[Dataset entries]
=-=-=
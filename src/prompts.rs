//! Instruction prompts for document extraction and summarization.
//!
//! Centralising every prompt here serves two purposes:
//!
//! 1. **Single source of truth** — changing the summary structure (e.g. adding
//!    a section or tweaking the envelope contract) requires editing exactly
//!    one place.
//!
//! 2. **Testability** — unit tests can inspect the exact text sent to the
//!    model without network access, so a regression in the word-count range
//!    or the JSON-envelope instruction is caught immediately.

use crate::config::LengthBucket;

/// Instruction sent alongside the inline document for the extraction call.
///
/// Demands three things: verbatim text extraction preserving paragraph
/// structure, a Markdown summary of the given word range with the fixed
/// section layout, and a bare two-field JSON object with no surrounding
/// prose or code fences. The response-schema constraint set by the backend
/// reinforces the same contract at the API level.
pub fn extraction_prompt(length: LengthBucket) -> String {
    format!(
        r###"You are a document analysis expert.
1. First, meticulously extract all text from the provided document. Preserve formatting like paragraphs.
2. Then, based on the extracted text, generate a smart summary. The summary should be approximately {words} words.
3. Structure the summary using Markdown with the following format:
   - A main title as a heading (e.g., "# Summary of [Document Topic]").
   - A section "## Key Takeaways" with a bulleted list of the most important points.
   - A section "## Detailed Explanation" with a concise paragraph.
4. Return a single, valid JSON object with two keys: "extractedText" and "summary". The "summary" value should be the Markdown string. Do not include any other text, markdown formatting, or code fences around the JSON."###,
        words = length.word_range()
    )
}

/// Instruction for regenerating a summary from already-extracted text.
///
/// No JSON envelope: the raw response text is the summary.
pub fn summary_prompt(length: LengthBucket) -> String {
    format!(
        "Based on the following text, generate a smart summary of approximately {words} words. \
         Structure it using Markdown with a main title, \"## Key Takeaways\" with bullets, \
         and a \"## Detailed Explanation\" paragraph.",
        words = length.word_range()
    )
}

/// The second text part of a resummarize request, carrying the source text.
pub fn summary_text_part(extracted_text: &str) -> String {
    format!("\n\nTEXT: \"{extracted_text}\"")
}

#[cfg(test)]
mod tests {
    use super::*;

    #[test]
    fn extraction_prompt_embeds_word_range() {
        assert!(extraction_prompt(LengthBucket::Short).contains("approximately 50-80 words"));
        assert!(extraction_prompt(LengthBucket::Medium).contains("approximately 120-160 words"));
        assert!(extraction_prompt(LengthBucket::Long).contains("approximately 250-300 words"));
    }

    #[test]
    fn extraction_prompt_demands_bare_json_envelope() {
        let p = extraction_prompt(LengthBucket::Medium);
        assert!(p.contains("\"extractedText\""));
        assert!(p.contains("\"summary\""));
        assert!(p.contains("code fences"));
    }

    #[test]
    fn extraction_prompt_keeps_quoted_markdown_headings_intact() {
        let p = extraction_prompt(LengthBucket::Medium);
        assert!(p.contains(r###"(e.g., "# Summary of [Document Topic]")"###));
        assert!(p.contains(r###"A section "## Key Takeaways""###));
        assert!(p.contains(r###"A section "## Detailed Explanation""###));
    }

    #[test]
    fn summary_prompt_embeds_word_range_and_sections() {
        let p = summary_prompt(LengthBucket::Long);
        assert!(p.contains("250-300"));
        assert!(p.contains("## Key Takeaways"));
        assert!(p.contains("## Detailed Explanation"));
    }

    #[test]
    fn text_part_quotes_the_source() {
        let part = summary_text_part("some extracted text");
        assert_eq!(part, "\n\nTEXT: \"some extracted text\"");
    }
}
=-=-=
▶ Try it
Read through the entries, then copy every line where the string "Takeaways" is found.

▶ Exercise solution
   - A section "## Key Takeaways" with a bulleted list of the most important points.
         Structure it using Markdown with a main title, \"## Key Takeaways\" with bullets, \
        assert!(p.contains(r###"A section "## Key Takeaways""###));
        assert!(p.contains("## Key Takeaways"));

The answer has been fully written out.